▶ EXTRACTED ENTRIES
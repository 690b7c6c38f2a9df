use chrono::{DateTime, Utc};
use serde::{Deserialize, Serialize};
use uuid::Uuid;

pub const DEFAULT_CUSTOMER_TYPE: &str = "Regular";
pub const VIP_CUSTOMER_TYPE: &str = "VIP";

#[derive(Debug, Clone, sqlx::FromRow, Serialize, Deserialize, PartialEq)]
pub struct Customer {
    pub id: Uuid,
    pub user_id: Uuid,
    pub name: String,
    pub email: String,
    pub phone: Option<String>,
    pub address: Option<String>,
    #[sqlx(rename = "type")]
    #[serde(rename = "type")]
    pub customer_type: String,
    pub image_url: Option<String>,
    pub created_at: DateTime<Utc>,
    pub updated_at: DateTime<Utc>,
}

/// The mutable text fields of a customer, as submitted by a client.
#[derive(Debug, Clone, Default, Deserialize)]
pub struct CustomerData {
    #[serde(default)]
    pub name: String,
    #[serde(default)]
    pub email: String,
    pub phone: Option<String>,
    pub address: Option<String>,
    #[serde(rename = "type")]
    pub customer_type: Option<String>,
}

impl Customer {
    /// Builds the row for a first insert: assigns id, owner and timestamps,
    /// and falls back to the default type when none was given.
    pub fn for_insert(data: CustomerData, user_id: Uuid) -> Self {
        let now = Utc::now();
        Self {
            id: Uuid::now_v7(),
            user_id,
            name: data.name,
            email: data.email,
            phone: data.phone,
            address: data.address,
            customer_type: data
                .customer_type
                .unwrap_or_else(|| DEFAULT_CUSTOMER_TYPE.to_string()),
            image_url: None,
            created_at: now,
            updated_at: now,
        }
    }

    /// Overwrites the text fields. Owner, id and image are left alone.
    /// An absent type keeps the stored one.
    pub fn apply(&mut self, data: CustomerData) {
        self.name = data.name;
        self.email = data.email;
        self.phone = data.phone;
        self.address = data.address;
        if let Some(customer_type) = data.customer_type {
            self.customer_type = customer_type;
        }
    }

    /// Called before every update is persisted.
    pub fn touch(&mut self) {
        self.updated_at = Utc::now();
    }

    pub fn is_vip(&self) -> bool {
        self.customer_type.eq_ignore_ascii_case(VIP_CUSTOMER_TYPE)
    }
}
use sqlx::PgPool;
use uuid::Uuid;

use crate::models::AuthToken;

pub async fn create(pool: &PgPool, token: &AuthToken) -> Result<AuthToken, sqlx::Error> {
    sqlx::query_as::<_, AuthToken>(
        "INSERT INTO auth_tokens (id, user_id, token_hash, created_at)
         VALUES ($1, $2, $3, $4) RETURNING *",
    )
    .bind(token.id)
    .bind(token.user_id)
    .bind(&token.token_hash)
    .bind(token.created_at)
    .fetch_one(pool)
    .await
}

pub async fn find_for_user(
    pool: &PgPool,
    user_id: Uuid,
    token_hash: &str,
) -> Result<Option<AuthToken>, sqlx::Error> {
    sqlx::query_as::<_, AuthToken>(
        "SELECT * FROM auth_tokens WHERE user_id = $1 AND token_hash = $2",
    )
    .bind(user_id)
    .bind(token_hash)
    .fetch_optional(pool)
    .await
}

pub async fn delete_all_for_user(pool: &PgPool, user_id: Uuid) -> Result<(), sqlx::Error> {
    sqlx::query("DELETE FROM auth_tokens WHERE user_id = $1")
        .bind(user_id)
        .execute(pool)
        .await?;
    Ok(())
}
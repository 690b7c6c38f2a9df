use std::net::SocketAddr;
use std::sync::Arc;

use sqlx::postgres::PgPoolOptions;
use tokio::signal;
use tracing_subscriber::EnvFilter;

use clientbook::config::Config;
use clientbook::db::{CredentialStore, CustomerStore, MemoryStore, PgStore};
use clientbook::rate_limit::LOGIN_WINDOW;
use clientbook::state::AppState;

#[tokio::main]
async fn main() -> Result<(), Box<dyn std::error::Error>> {
    // Load .env if present
    let _ = dotenvy::dotenv();

    let config = Config::from_env()?;

    tracing_subscriber::fmt()
        .with_env_filter(
            EnvFilter::try_from_default_env().unwrap_or_else(|_| EnvFilter::new(&config.log_level)),
        )
        .init();

    tracing::info!("Starting clientbook");

    let (credentials, customers): (Arc<dyn CredentialStore>, Arc<dyn CustomerStore>) =
        match &config.database_url {
            Some(url) => {
                let pool = PgPoolOptions::new().max_connections(10).connect(url).await?;
                sqlx::migrate!("./migrations").run(&pool).await?;
                tracing::info!("Migrations applied");

                let store = Arc::new(PgStore::new(pool));
                (store.clone() as Arc<dyn CredentialStore>, store as Arc<dyn CustomerStore>)
            }
            None => {
                tracing::warn!("DATABASE_URL not set, using in-memory store; data is lost on restart");
                let store = Arc::new(MemoryStore::new());
                (store.clone() as Arc<dyn CredentialStore>, store as Arc<dyn CustomerStore>)
            }
        };

    tracing::info!(upload_dir = %config.upload_dir.display(), "File storage ready");

    let addr = SocketAddr::new(config.host, config.port);
    let state = Arc::new(AppState::new(config, credentials, customers));

    // Prune stale login-failure windows
    let sweeper = state.clone();
    tokio::spawn(async move {
        let mut tick = tokio::time::interval(LOGIN_WINDOW);
        loop {
            tick.tick().await;
            sweeper.auth.limiter().cleanup();
        }
    });

    let app = clientbook::build_app(state);

    let listener = tokio::net::TcpListener::bind(addr).await?;
    tracing::info!("Listening on {addr}");

    axum::serve(listener, app)
        .with_graceful_shutdown(shutdown_signal())
        .await?;

    Ok(())
}

async fn shutdown_signal() {
    let ctrl_c = async {
        signal::ctrl_c()
            .await
            .expect("failed to install Ctrl+C handler");
    };

    #[cfg(unix)]
    let terminate = async {
        signal::unix::signal(signal::unix::SignalKind::terminate())
            .expect("failed to install signal handler")
            .recv()
            .await;
    };

    #[cfg(not(unix))]
    let terminate = std::future::pending::<()>();

    tokio::select! {
        _ = ctrl_c => {},
        _ = terminate => {},
    }

    tracing::info!("Shutdown signal received, starting graceful shutdown");
}
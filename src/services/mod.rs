//! Operations handlers call after validation. Each one is scoped to the
//! identity the gate resolved.

pub mod auth;
pub mod customers;
pub mod dashboard;

pub use auth::AuthService;
pub use customers::CustomerService;
pub use dashboard::{Dashboard, dashboard_for};
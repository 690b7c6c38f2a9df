pub mod auth;
pub mod config;
pub mod db;
pub mod error;
pub mod models;
pub mod rate_limit;
pub mod response;
pub mod routes;
pub mod services;
pub mod state;
pub mod storage;
pub mod validation;

use axum::Router;
use axum::extract::DefaultBodyLimit;
use axum::http::{HeaderName, HeaderValue};
use tower_http::services::ServeDir;
use tower_http::set_header::SetResponseHeaderLayer;
use tower_http::trace::TraceLayer;

use crate::auth::gate::require_auth;
use crate::state::SharedState;

/// The complete router. Every route, the upload directory included, sits
/// behind the authentication gate; public paths are let through by it.
pub fn build_app(state: SharedState) -> Router {
    Router::new()
        .merge(routes::api_routes())
        .nest_service("/uploads", ServeDir::new(&state.config.upload_dir))
        .route("/health", axum::routing::get(health))
        .layer(axum::middleware::from_fn_with_state(
            state.clone(),
            require_auth,
        ))
        .layer(DefaultBodyLimit::max(state.config.max_upload_size))
        .layer(TraceLayer::new_for_http())
        // Security headers
        .layer(SetResponseHeaderLayer::overriding(
            HeaderName::from_static("x-content-type-options"),
            HeaderValue::from_static("nosniff"),
        ))
        .layer(SetResponseHeaderLayer::overriding(
            HeaderName::from_static("x-frame-options"),
            HeaderValue::from_static("DENY"),
        ))
        .layer(SetResponseHeaderLayer::overriding(
            HeaderName::from_static("referrer-policy"),
            HeaderValue::from_static("strict-origin-when-cross-origin"),
        ))
        .with_state(state)
}

async fn health() -> &'static str {
    "ok"
}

▶ WHAT YOU NEED TO DO
Please copy every line of the material that contains the word "SharedState".

▶ TASK RESPONSE
use crate::state::SharedState;
pub fn build_app(state: SharedState) -> Router {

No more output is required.